Percona Live Data Performance Conference 2016

I’m sitting in the San Fransisco airport trying to get enough caffein in me to feel alive again.  A sure sign of a great conference.  Last year I live blogged the conference but this year there was so much stuff that I wanted to absorb that I failed to make time for that.  There were a ton of great sessions.  It did feel like there were fewer folks in attendance, but that only made the learning feel more personal.  This year the folks at Percona opened up the conference to encourage content across all platforms.  I wonder if that made some of the MySQL folks worry that the conference didn’t have anything to offer them.  I can tell you that there was plenty of great MySQL content.

Working in an enterprise database administration shop, the expanded content was perfect for me.  While we have historically only supported 2 platforms, we currently support 4 (about to be 5) and are constantly being pushed to support more.  This is a natural extension of modern application design and have a conference where we can hit on several platforms really helps.  We all have tight budgets these days and its almost like having 3-4 conferences in one.  But the soul of the conference is still very much MySQL.  With content geared towards first time DBAs through sessions on the InnoDB and the new MySQL Document Store, you can’t go wrong with this conference to expand your MySQL knowledge.

I am coming home with a bunch of great ideas.  The hard part now is to pick which things to work on implementing first.  Some will be changes my team can make ourselves and others will need to involve change in other teams as well.  I was very intrigued by the “chatops” idea.  I will try to see how we can integrate the concept into our operations.  I similarly was interested in the rise of integrating chat bots into database automation.  We are hitting database automation real hard right now.  Thus far our focus has been on self service APIs, but I think we will add a natural text interface into these APIs to further improve the experience for our customers.

Well, I am out of coffee so I need to run and refill the cup.  More to come on Percona Live and all the projects that come out of it.

It’s Been Awhile

We’ll life happens, and like everyone else I’ve been busy.  I have, however, been working on some exciting stuff so I thought it was time to get back to blogging to share all the cool stuff going on.  First, I have been working in management.  This means that I have to steal cycles to do the techie stuff these days.  Second, my son has started playing travel soccer which stills most of my early evenings and a good part of my weekends.  I do love to see him compete however, so no complaints here.  All this is to say that I have had to be more deliberate in what I have been working on.

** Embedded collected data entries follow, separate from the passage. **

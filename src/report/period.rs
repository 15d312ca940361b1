//! Period extraction: find the figures for one reporting period in raw OCR
//! text.
//!
//! Balance sheets come in two shapes. Either each period has its own section:
//!
//! ```text
//! Beginning of year (01/01/2023)
//! Total assets: 1.000.000.000
//! End of year (31/12/2023)
//! Total assets: 1.200.000.000
//! ```
//!
//! or both periods are columns of one table:
//!
//! ```text
//! Chỉ tiêu            Mã số   Số cuối năm      Số đầu năm
//!                              31/12/2023       01/01/2023
//! Tổng tài sản        270     1.200.000.000    1.000.000.000
//! ```
//!
//! Extraction never fails. A period we can't find yields an empty snapshot.

use std::{collections::BTreeMap, fmt, str::FromStr, sync::LazyLock};

use regex::Regex;
use schemars::JsonSchema;

use super::{
    config::ParserConfig,
    normalize::{
        NumericWord, classify_numeric_word, close_up_parentheses, collapse_separator_spacing,
        find_dates, fold_text, normalize_key, remove_dates, similarity,
    },
};
use crate::prelude::*;

/// Fuzzy caption matching is only attempted for labels at least this long.
/// Short captions are too easy to confuse.
const MIN_FUZZY_LABEL_LEN: usize = 6;

/// How many lines after a column header may hold the column dates.
const COLUMN_DATE_LOOKAHEAD: usize = 3;

/// Noise words around an exact caption match may be at most this long.
const MAX_NOISE_WORD_LEN: usize = 2;

/// Which reporting period to extract.
#[derive(Clone, Copy, Debug, Deserialize, Eq, Hash, JsonSchema, PartialEq, Serialize)]
#[serde(rename_all = "snake_case")]
pub enum Period {
    /// Beginning of the year.
    Start,
    /// End of the year.
    End,
}

impl fmt::Display for Period {
    fn fmt(&self, f: &mut fmt::Formatter<'_>) -> fmt::Result {
        match self {
            Period::Start => write!(f, "start"),
            Period::End => write!(f, "end"),
        }
    }
}

impl FromStr for Period {
    type Err = anyhow::Error;

    fn from_str(s: &str) -> Result<Self> {
        match s {
            "start" => Ok(Period::Start),
            "end" => Ok(Period::End),
            _ => Err(anyhow!(
                "unknown period {:?} (expected \"start\" or \"end\")",
                s
            )),
        }
    }
}

/// The figures found for one period.
#[derive(Clone, Debug, Default, JsonSchema, PartialEq, Serialize)]
pub struct PeriodSnapshot {
    /// The period's date as `DD/MM/YYYY`, if the document states one.
    date: Option<String>,

    /// Line-item values by normalized key.
    #[serde(rename = "data")]
    values: BTreeMap<String, f64>,
}

impl PeriodSnapshot {
    /// Create a snapshot.
    pub fn new(date: Option<String>, values: BTreeMap<String, f64>) -> Self {
        Self { date, values }
    }

    /// The period's date, if any.
    pub fn date(&self) -> Option<&str> {
        self.date.as_deref()
    }

    /// Line-item values by key.
    pub fn values(&self) -> &BTreeMap<String, f64> {
        &self.values
    }

    /// Look up one line item.
    pub fn value(&self, key: &str) -> Option<f64> {
        self.values.get(key).copied()
    }

    /// Did we find anything at all?
    pub fn is_empty(&self) -> bool {
        self.date.is_none() && self.values.is_empty()
    }
}

/// [`ParserConfig`] folded and sorted for matching against OCR lines.
#[derive(Debug)]
pub struct Vocabulary {
    /// Folded period captions, padded with spaces for whole-word search.
    start_labels: Vec<String>,
    end_labels: Vec<String>,

    /// `(folded caption, key)`, longest caption first.
    line_items: Vec<(String, String)>,

    min_label_similarity: f64,
}

impl Vocabulary {
    /// Build a vocabulary from a configuration.
    pub fn new(config: &ParserConfig) -> Self {
        let padded = |labels: &[String]| {
            let mut labels = labels
                .iter()
                .map(|l| fold_text(l))
                .filter(|l| !l.is_empty())
                .map(|l| format!(" {l} "))
                .collect::<Vec<_>>();
            labels.sort_by(|a, b| b.len().cmp(&a.len()));
            labels.dedup();
            labels
        };

        let mut line_items = config
            .line_items
            .iter()
            .flat_map(|item| {
                let key = normalize_key(&item.key);
                item.labels
                    .iter()
                    .map(move |label| (fold_text(label), key.clone()))
            })
            .filter(|(label, key)| !label.is_empty() && !key.is_empty())
            .collect::<Vec<_>>();
        // Stable, so earlier table entries win ties.
        line_items.sort_by(|a, b| b.0.len().cmp(&a.0.len()));

        Self {
            start_labels: padded(&config.periods.start[..]),
            end_labels: padded(&config.periods.end[..]),
            line_items,
            min_label_similarity: config.min_label_similarity,
        }
    }

    /// Which period captions appear in a folded line, in reading order.
    fn periods_in_line(&self, folded: &str) -> Vec<Period> {
        let padded = format!(" {folded} ");
        let mut found = [
            (Period::Start, &self.start_labels),
            (Period::End, &self.end_labels),
        ]
        .into_iter()
        .filter_map(|(period, labels)| {
            labels
                .iter()
                .filter_map(|label| padded.find(label.as_str()))
                .min()
                .map(|pos| (pos, period))
        })
        .collect::<Vec<_>>();
        found.sort_by_key(|(pos, _)| *pos);
        found.into_iter().map(|(_, period)| period).collect()
    }

    /// The periods a line is a header for. A line that mentions a period but
    /// also carries figures, like `Cash at end of year 50 40`, is a data row.
    fn header_periods(&self, line: &str) -> Vec<Period> {
        let periods = self.periods_in_line(&fold_text(line));
        if !periods.is_empty() && holds_figures(line) {
            trace!(line, "Period caption inside a data row");
            return vec![];
        }
        periods
    }

    /// Map a folded row label to a line-item key.
    fn match_line_item(&self, folded: &str) -> Option<&str> {
        if folded.is_empty() {
            return None;
        }
        let words = folded.split(' ').collect::<Vec<_>>();
        for (label, key) in &self.line_items {
            if exact_match_with_noise(&words, label) {
                return Some(key.as_str());
            }
        }

        if folded.len() < MIN_FUZZY_LABEL_LEN {
            return None;
        }
        let mut best: Option<(f64, &str)> = None;
        for (label, key) in &self.line_items {
            let score = similarity(folded, label);
            if score >= self.min_label_similarity
                && best.is_none_or(|(best_score, _)| score > best_score)
            {
                best = Some((score, key.as_str()));
            }
        }
        if let Some((score, key)) = best {
            trace!(label = folded, key, score, "Fuzzy caption match");
        }
        best.map(|(_, key)| key)
    }
}

/// Does `label` occur as a whole-word sequence in `words`, with only short
/// noise words around it?
fn exact_match_with_noise(words: &[&str], label: &str) -> bool {
    let label_words = label.split(' ').collect::<Vec<_>>();
    if label_words.len() > words.len() {
        return false;
    }
    (0..=words.len() - label_words.len()).any(|start| {
        let end = start + label_words.len();
        words[start..end] == label_words[..]
            && words[..start]
                .iter()
                .chain(&words[end..])
                .all(|w| w.len() <= MAX_NOISE_WORD_LEN)
    })
}

/// A bare year, which headers like `Số cuối năm 2023` may carry.
static YEAR_RE: LazyLock<Regex> = LazyLock::new(|| {
    Regex::new(r"^\(?(?:19|20)\d{2}\)?$").expect("failed to compile regex")
});

/// Does a line hold figures, not counting dates and bare years?
fn holds_figures(line: &str) -> bool {
    tidy_numbers(&remove_dates(strip_enumerator(line)))
        .split_whitespace()
        .any(|word| {
            matches!(
                classify_numeric_word(word),
                Some(NumericWord::Amount(_) | NumericWord::Malformed)
            ) && !YEAR_RE.is_match(word.trim_end_matches([':', ';']))
        })
}

/// Undo OCR spacing inside figures: `1. 000` and `( 500.000 )`.
fn tidy_numbers(line: &str) -> String {
    close_up_parentheses(&collapse_separator_spacing(line))
}

/// How the target period is laid out.
#[derive(Clone, Copy, Debug, PartialEq)]
enum Layout {
    /// The period has its own section; rows hold one value.
    Section,
    /// The period is column `index` of `count` value columns.
    Columns { index: usize, count: usize },
}

/// Leading enumerators: `I.`, `IV.`, `1.`, `1.2.`, `a)`, bullets.
static ENUMERATOR_RE: LazyLock<Regex> = LazyLock::new(|| {
    Regex::new(r"^\s*(?:(?:[IVXivx]+|[A-Za-z]|\d{1,2}(?:\.\d{1,2})*)[.)]|[-•*+·–—])\s*")
        .expect("failed to compile regex")
});

/// Strip an enumerator, but only when a caption follows it.
fn strip_enumerator(line: &str) -> &str {
    if let Some(m) = ENUMERATOR_RE.find(line) {
        let rest = &line[m.end()..];
        if rest.chars().next().is_some_and(char::is_alphabetic) {
            return rest;
        }
    }
    line
}

/// One table row, split into its caption and its numeric cells.
#[derive(Debug)]
struct Row {
    /// Folded caption.
    label: String,
    /// Numeric words after the caption, in order.
    cells: Vec<NumericWord>,
}

impl Row {
    fn parse(line: &str) -> Self {
        let line = tidy_numbers(strip_enumerator(line));
        let mut label_words = vec![];
        let mut cells = vec![];
        for word in line.split_whitespace() {
            match classify_numeric_word(word) {
                Some(cell) => cells.push(cell),
                None if cells.is_empty() => label_words.push(word),
                // Text after the first number (units, notes) isn't a caption.
                None => {}
            }
        }
        Self {
            label: fold_text(&label_words.join(" ")),
            cells,
        }
    }

    /// The value this row holds for the target period.
    ///
    /// A section row holds one figure, so a lone minus right before its last
    /// cell is that figure's sign. In a table it is an empty cell.
    fn value(&self, layout: Layout) -> Option<f64> {
        match layout {
            Layout::Section => {
                let (last, rest) = self.cells.split_last()?;
                let value = last.amount()?;
                match rest.last() {
                    Some(NumericWord::Minus) => Some(-value),
                    _ => Some(value),
                }
            }
            Layout::Columns { index, count } => {
                if self.cells.len() < count {
                    trace!(
                        cells = self.cells.len(),
                        columns = count,
                        "Row has fewer cells than columns"
                    );
                    return None;
                }
                self.cells[self.cells.len() - count + index].amount()
            }
        }
    }
}

/// Extract one period's date and line items from OCR text.
#[instrument(level = "debug", skip_all, fields(period = %period))]
pub fn extract_period(text: &str, period: Period, vocabulary: &Vocabulary) -> PeriodSnapshot {
    let lines = text.lines().collect::<Vec<_>>();

    // The first header mentioning our period decides the layout.
    let Some((header_idx, columns)) = lines.iter().enumerate().find_map(|(idx, line)| {
        let periods = vocabulary.header_periods(line);
        periods.contains(&period).then_some((idx, periods))
    }) else {
        debug!("No header for period");
        return PeriodSnapshot::default();
    };
    let layout = match columns.iter().position(|p| *p == period) {
        Some(index) if columns.len() > 1 => Layout::Columns {
            index,
            count: columns.len(),
        },
        _ => Layout::Section,
    };
    debug!(header_line = header_idx + 1, ?layout, "Found period header");

    // The region ends at a header for some other set of periods. Repeats of
    // our own header are skipped.
    let mut region = vec![];
    for line in &lines[header_idx + 1..] {
        let periods = vocabulary.header_periods(line);
        if periods.is_empty() {
            region.push(*line);
        } else if periods != columns {
            break;
        }
    }

    let header = lines[header_idx];
    let date = match layout {
        Layout::Section => std::iter::once(header)
            .chain(region.iter().copied())
            .find_map(|line| find_dates(line).into_iter().next()),
        Layout::Columns { index, count } => std::iter::once(header)
            .chain(region.iter().copied().take(COLUMN_DATE_LOOKAHEAD))
            .map(find_dates)
            .find(|dates| dates.len() == count)
            .map(|mut dates| dates.swap_remove(index)),
    };

    let mut values = BTreeMap::new();
    let mut pending_key: Option<&str> = None;
    for line in region {
        let row = Row::parse(line);
        let key = match vocabulary.match_line_item(&row.label) {
            Some(key) => Some(key),
            None if row.label.is_empty() => pending_key,
            None => None,
        };
        pending_key = None;
        let Some(key) = key else {
            continue;
        };
        if row.cells.is_empty() {
            // The caption wrapped; the numbers are on the next line.
            pending_key = Some(key);
            continue;
        }
        if let Some(value) = row.value(layout) {
            trace!(key, value, "Line item");
            values.entry(key.to_owned()).or_insert(value);
        }
    }

    debug!(?date, items = values.len(), "Extracted period");
    PeriodSnapshot::new(date, values)
}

I plan for this to be the first in a series of blogs and I thought it best to go over some of the topics that have been taking up my time.  I will list out both technical and non-technical issues that I have been wrestling with and provide a little context.  My hope is this information with help me to prioritize my subsequent blog posts as well as give some context to them when they come out.

MySQL

Last year, my team stepped up to the plate and went from zero to fully supporting Highly Available MySQL in about 9 months.  We spent time learning the platform, sharing knowledge and testing different configurations.  We also worked with Percona to have an independent expert come out and verify that we were on the right track.  When it was all said and done we not only have a handful of production applications on stand-alone MySQL instances and an application running on top of Galera, we also realize that MySQL provides us the ability to control data platform much better than our primary platforms (Oracle and Microsoft SQL Server).  My technical contribution to this project was providing a one day hands on Galera training for the team so they could better understand that technology.

MongoDB

After spending last year rolling out MySQL,  I had planned to spend this year cleaning up some remaining issues and working on standardizing our Oracle and SQL Server environments more.  Life has a way of changing my priorities.  Our company had a major initiative that required the use of MongoDB as the data store.  I had been reading up on MongoDB and had attended some local user group meetings, but as a team we were basically at ground zero as far as MongoDB was concerned.  Once again, we leaned on Percona to help us get some replica sets up in support of the aggressive project goals, and I had two of my folks work through the wonderful online training provided by MongoDB Inc.

We are still very much in the middle of this project, but so far I am excited by what I have seen.  I think that developers here are going to love somethings about MongoDB, and it will help us solve some issues we have in being more agile with our data stores.

Database as a Service

Another big initiative my team has going on right now is transitioning to a true Database as a Service provider.  We currently have a self-help website I built years ago that lets our customers spin up development and test databases, copy databases between instances, as well as deploy code without worrying about the documentation needed in the CMDB (the application handles all that).  It has served us well, but it was built without an API.  In order to integrate with other automation initiatives within the company we need to provide all this and more via an API.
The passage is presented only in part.